Recorded data

========

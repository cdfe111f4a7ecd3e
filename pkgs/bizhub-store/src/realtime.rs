//! Realtime hub - fans out message row changes to subscribers

use parking_lot::Mutex;
use std::sync::Arc;
use tokio::sync::mpsc;
use tracing::debug;

use crate::events::MessageChange;

/// Receiving end of a message change subscription. Dropping it unsubscribes.
pub type MessageFeed = mpsc::UnboundedReceiver<MessageChange>;

/// In-process change feed for the `messages` table
#[derive(Clone, Default)]
pub struct RealtimeHub {
    subscribers: Arc<Mutex<Vec<mpsc::UnboundedSender<MessageChange>>>>,
}

impl RealtimeHub {
    pub fn new() -> Self {
        Self::default()
    }

    /// Subscribe to inserts and updates on messages
    pub fn subscribe(&self) -> MessageFeed {
        let (tx, rx) = mpsc::unbounded_channel();
        self.subscribers.lock().push(tx);
        rx
    }

    /// Deliver a change to every live subscriber
    pub fn publish(&self, change: MessageChange) {
        let mut subscribers = self.subscribers.lock();
        subscribers.retain(|tx| tx.send(change.clone()).is_ok());
        debug!(
            "Published change for message {} to {} subscribers",
            change.message().id,
            subscribers.len()
        );
    }

    /// Number of live subscribers
    pub fn subscriber_count(&self) -> usize {
        let mut subscribers = self.subscribers.lock();
        subscribers.retain(|tx| !tx.is_closed());
        subscribers.len()
    }
}
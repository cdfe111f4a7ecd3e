//! Conversation repository - list, open and start conversations

use bizhub_store::{BusinessRef, ConversationRecord, ConversationRow, Transport};
use chrono::{DateTime, TimeZone, Utc};
use serde::{Deserialize, Serialize};
use std::fmt::Display;
use std::sync::Arc;
use tracing::{debug, error, info};

use crate::display::resolve_display;
use crate::error::{ChatError, Result};

/// Conversation as shown in the list
#[derive(Debug, Clone, Serialize, Deserialize, PartialEq, Eq)]
pub struct ConversationSummary {
    pub id: String,
    pub display_name: String,
    pub initial: String,
    pub other_user_id: String,
    pub business_id: Option<String>,
    pub last_message_at: DateTime<Utc>,
}

impl ConversationSummary {
    /// Build the summary of `row` as seen by `current_user`
    pub fn from_row(row: &ConversationRow, current_user: &str) -> Self {
        let identity = resolve_display(row, current_user);
        Self {
            id: row.record.id.clone(),
            display_name: identity.display_name,
            initial: identity.initial,
            other_user_id: identity.other_user_id,
            business_id: row.record.business_id.clone(),
            last_message_at: row.record.last_message_at,
        }
    }

    /// `HH:MM` when the last message is on the same local day as `now`,
    /// otherwise `YYYY-MM-DD`
    pub fn last_activity_label<Tz>(&self, now: DateTime<Utc>, tz: &Tz) -> String
    where
        Tz: TimeZone,
        Tz::Offset: Display,
    {
        let last = self.last_message_at.with_timezone(tz);
        if last.date_naive() == now.with_timezone(tz).date_naive() {
            last.format("%H:%M").to_string()
        } else {
            last.format("%Y-%m-%d").to_string()
        }
    }
}

/// Conversation access for one user
#[derive(Clone)]
pub struct ConversationRepository {
    transport: Arc<dyn Transport>,
    current_user: String,
    search_limit: u64,
}

impl ConversationRepository {
    pub fn new(transport: Arc<dyn Transport>, current_user: &str, search_limit: u64) -> Self {
        Self {
            transport,
            current_user: current_user.to_string(),
            search_limit,
        }
    }

    pub fn current_user(&self) -> &str {
        &self.current_user
    }

    /// Conversations the current user takes part in, most recent first.
    /// Failures are logged and yield an empty list.
    pub async fn list_conversations(&self) -> Vec<ConversationSummary> {
        match self.transport.conversations_for(&self.current_user).await {
            Ok(rows) => {
                debug!(
                    "Listed {} conversations for {}",
                    rows.len(),
                    self.current_user
                );
                rows.iter()
                    .map(|row| ConversationSummary::from_row(row, &self.current_user))
                    .collect()
            }
            Err(e) => {
                error!("Failed to load conversations for {}: {}", self.current_user, e);
                Vec::new()
            }
        }
    }

    /// Existing conversation with `other_user_id` for the business, or a new one
    pub async fn open_conversation(
        &self,
        other_user_id: &str,
        business_id: Option<&str>,
    ) -> Result<ConversationRecord> {
        if other_user_id.is_empty() || business_id.is_some_and(str::is_empty) {
            return Err(ChatError::InvalidInput(
                "conversation needs a user id and a non-empty business id".to_string(),
            ));
        }
        if other_user_id == self.current_user {
            return Err(ChatError::SelfConversation);
        }

        if let Some(existing) = self
            .transport
            .find_conversation(&self.current_user, other_user_id, business_id)
            .await?
        {
            debug!("Reusing conversation {}", existing.id);
            return Ok(existing);
        }

        let record = self
            .transport
            .create_conversation(&self.current_user, other_user_id, business_id)
            .await?;
        info!(
            "Opened conversation {} with {} (business {:?})",
            record.id, other_user_id, business_id
        );
        Ok(record)
    }

    /// Open the conversation with a business's owner and return it as listed
    pub async fn start_chat_with_business(&self, business_id: &str) -> Result<ConversationSummary> {
        if business_id.is_empty() {
            return Err(ChatError::InvalidInput("empty business id".to_string()));
        }

        let business = self
            .transport
            .business(business_id)
            .await?
            .ok_or_else(|| ChatError::NotFound(format!("business {}", business_id)))?;

        if business.owner_id == self.current_user {
            return Err(ChatError::SelfConversation);
        }

        let record = self
            .open_conversation(&business.owner_id, Some(&business.id))
            .await?;

        self.list_conversations()
            .await
            .into_iter()
            .find(|c| c.id == record.id)
            .ok_or_else(|| ChatError::NotFound(format!("conversation {}", record.id)))
    }

    /// Businesses whose name contains `query`, case-insensitively.
    /// A blank query returns nothing without asking the store.
    pub async fn search_businesses(&self, query: &str) -> Vec<BusinessRef> {
        let query = query.trim();
        if query.is_empty() {
            return Vec::new();
        }

        match self
            .transport
            .search_businesses(query, self.search_limit)
            .await
        {
            Ok(found) => found,
            Err(e) => {
                error!("Business search '{}' failed: {}", query, e);
                Vec::new()
            }
        }
    }
}
//! Message timeline - ordered, deduplicated view of the open conversation
//!
//! Messages are kept sorted by `(created_at, id)` whatever order they arrive
//! in. Every message id that entered the timeline is remembered, so a
//! realtime echo of a message already shown (our own send, a replayed
//! delivery) is rejected.

use bizhub_store::Message;
use chrono::{NaiveDate, TimeZone, Utc};
use std::collections::HashSet;

/// One rendered row
#[derive(Debug, Clone, PartialEq, Eq)]
pub enum TimelineItem {
    /// Local calendar date starting here
    DateDivider(NaiveDate),
    Message(Message),
}

#[derive(Debug, Default)]
pub struct MessageTimeline {
    conversation_id: Option<String>,
    messages: Vec<Message>,
    seen: HashSet<String>,
}

impl MessageTimeline {
    pub fn new() -> Self {
        Self::default()
    }

    /// Replace the contents with `history` of `conversation_id`
    pub fn reset(&mut self, conversation_id: &str, history: Vec<Message>) {
        self.conversation_id = Some(conversation_id.to_string());
        self.messages.clear();
        self.seen.clear();
        for message in history {
            self.insert(message);
        }
    }

    /// Forget everything, no conversation open
    pub fn clear(&mut self) {
        self.conversation_id = None;
        self.messages.clear();
        self.seen.clear();
    }

    /// Add a message in order. Returns `false` for a message of another
    /// conversation or one already seen.
    pub fn insert(&mut self, message: Message) -> bool {
        if self.conversation_id.as_deref() != Some(message.conversation_id.as_str()) {
            return false;
        }
        if !self.seen.insert(message.id.clone()) {
            return false;
        }

        let pos = self
            .messages
            .partition_point(|m| (m.created_at, &m.id) < (message.created_at, &message.id));
        self.messages.insert(pos, message);
        true
    }

    /// Apply a status update to a known message. Only forward transitions
    /// are accepted.
    pub fn apply_status(&mut self, update: &Message) -> bool {
        match self.messages.iter_mut().find(|m| m.id == update.id) {
            Some(existing) if existing.status.can_advance_to(update.status) => {
                existing.status = update.status;
                true
            }
            _ => false,
        }
    }

    pub fn conversation_id(&self) -> Option<&str> {
        self.conversation_id.as_deref()
    }

    pub fn messages(&self) -> &[Message] {
        &self.messages
    }

    pub fn get(&self, id: &str) -> Option<&Message> {
        self.messages.iter().find(|m| m.id == id)
    }

    pub fn len(&self) -> usize {
        self.messages.len()
    }

    pub fn is_empty(&self) -> bool {
        self.messages.is_empty()
    }

    /// Rendered rows with a divider whenever the local date in `tz` changes
    pub fn items_in<Tz: TimeZone>(&self, tz: &Tz) -> Vec<TimelineItem> {
        let mut items = Vec::with_capacity(self.messages.len() + 1);
        let mut current_day: Option<NaiveDate> = None;

        for message in &self.messages {
            let day = message.created_at.with_timezone(tz).date_naive();
            if current_day != Some(day) {
                items.push(TimelineItem::DateDivider(day));
                current_day = Some(day);
            }
            items.push(TimelineItem::Message(message.clone()));
        }

        items
    }

    /// Rendered rows with UTC day boundaries
    pub fn items(&self) -> Vec<TimelineItem> {
        self.items_in(&Utc)
    }
}
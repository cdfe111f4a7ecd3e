//! BizHub Store - backing services for BizHub chat
//!
//! This crate provides everything the chat subsystem talks to, behind the
//! [`Transport`] trait, with one in-process implementation ([`Backend`]).
//!
//! # Architecture
//!
//! - **DirectoryStore**: users and businesses (names, owners, search)
//! - **ConversationStore**: two-party conversations, unique per participant
//!   pair and business, ordered by last activity
//! - **MessageStore**: append-only message history with forward-only read
//!   status; every write is published on the realtime hub
//! - **RealtimeHub**: insert/update change feed for messages
//! - **PresenceHub**: ephemeral per-user state on named topics with full-state
//!   syncs
//! - **ObjectStore**: attachment blobs on disk with public URLs
//!
//! # Database Schema
//!
//! Sea-ORM over SQLite with these tables:
//!
//! - `users`: directory users
//! - `businesses`: business name and owner
//! - `conversations`: participants, optional business, last activity
//! - `messages`: content, kind, status, creation time
//!
//! Timestamps are stored as microseconds since the Unix epoch.
//!
//! # Example Usage
//!
//! ```rust,no_run
//! use bizhub_store::{Backend, MessageKind, NewMessage, StoreConfig, Transport};
//!
//! # async fn example() -> anyhow::Result<()> {
//! let backend = Backend::open(StoreConfig {
//!     db_path: "bizhub.db".into(),
//!     ..Default::default()
//! })
//! .await?;
//!
//! backend.directory().upsert_user("owner-1", "Olivia").await?;
//! backend.directory().upsert_user("cust-1", "Carl").await?;
//! let cafe = backend.directory().create_business("Joe's Cafe", "owner-1").await?;
//!
//! let conv = backend
//!     .create_conversation("cust-1", "owner-1", Some(&cafe.id))
//!     .await?;
//!
//! let mut feed = backend.subscribe_messages();
//! backend
//!     .insert_message(NewMessage {
//!         conversation_id: conv.id.clone(),
//!         sender_id: "cust-1".to_string(),
//!         content: "hi".to_string(),
//!         kind: MessageKind::Text,
//!     })
//!     .await?;
//! let change = feed.recv().await;
//! # Ok(())
//! # }
//! ```

pub mod backend;
pub mod conversation_store;
pub mod directory_store;
pub mod entities;
pub mod error;
pub mod message_store;
pub mod migration;
pub mod object_store;
pub mod presence;
pub mod realtime;
pub mod transport;

mod events;

pub use backend::Backend;
pub use conversation_store::ConversationStore;
pub use directory_store::DirectoryStore;
pub use error::{Result, StoreError};
pub use events::{
    BusinessRef, ConversationRecord, ConversationRow, Message, MessageChange, MessageKind,
    MessageStatus, NewMessage, Participant, UserInfo,
};
pub use message_store::MessageStore;
pub use object_store::ObjectStore;
pub use presence::{
    PresenceChannel, PresenceHub, PresenceMeta, PresencePayload, PresenceState, PresenceSyncs,
};
pub use realtime::{MessageFeed, RealtimeHub};
pub use transport::Transport;

use serde::{Deserialize, Serialize};

/// Configuration for the backend
#[derive(Debug, Clone, Serialize, Deserialize)]
#[serde(default)]
pub struct StoreConfig {
    /// Path to the SQLite database file
    pub db_path: std::path::PathBuf,

    /// Directory holding object buckets (default: "bizhub-objects")
    pub objects_dir: std::path::PathBuf,

    /// Base of the public URLs handed out for objects
    pub public_base_url: String,
}

impl Default for StoreConfig {
    fn default() -> Self {
        Self {
            db_path: std::path::PathBuf::from("bizhub-store.db"),
            objects_dir: std::path::PathBuf::from("bizhub-objects"),
            public_base_url: "http://localhost:8080/storage/v1/object/public".to_string(),
        }
    }
}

========

### TASK DIRECTIONS
Each line of the records above that includes the string "PathBuf" should be counted. Report the total alone.

### OUTPUT
4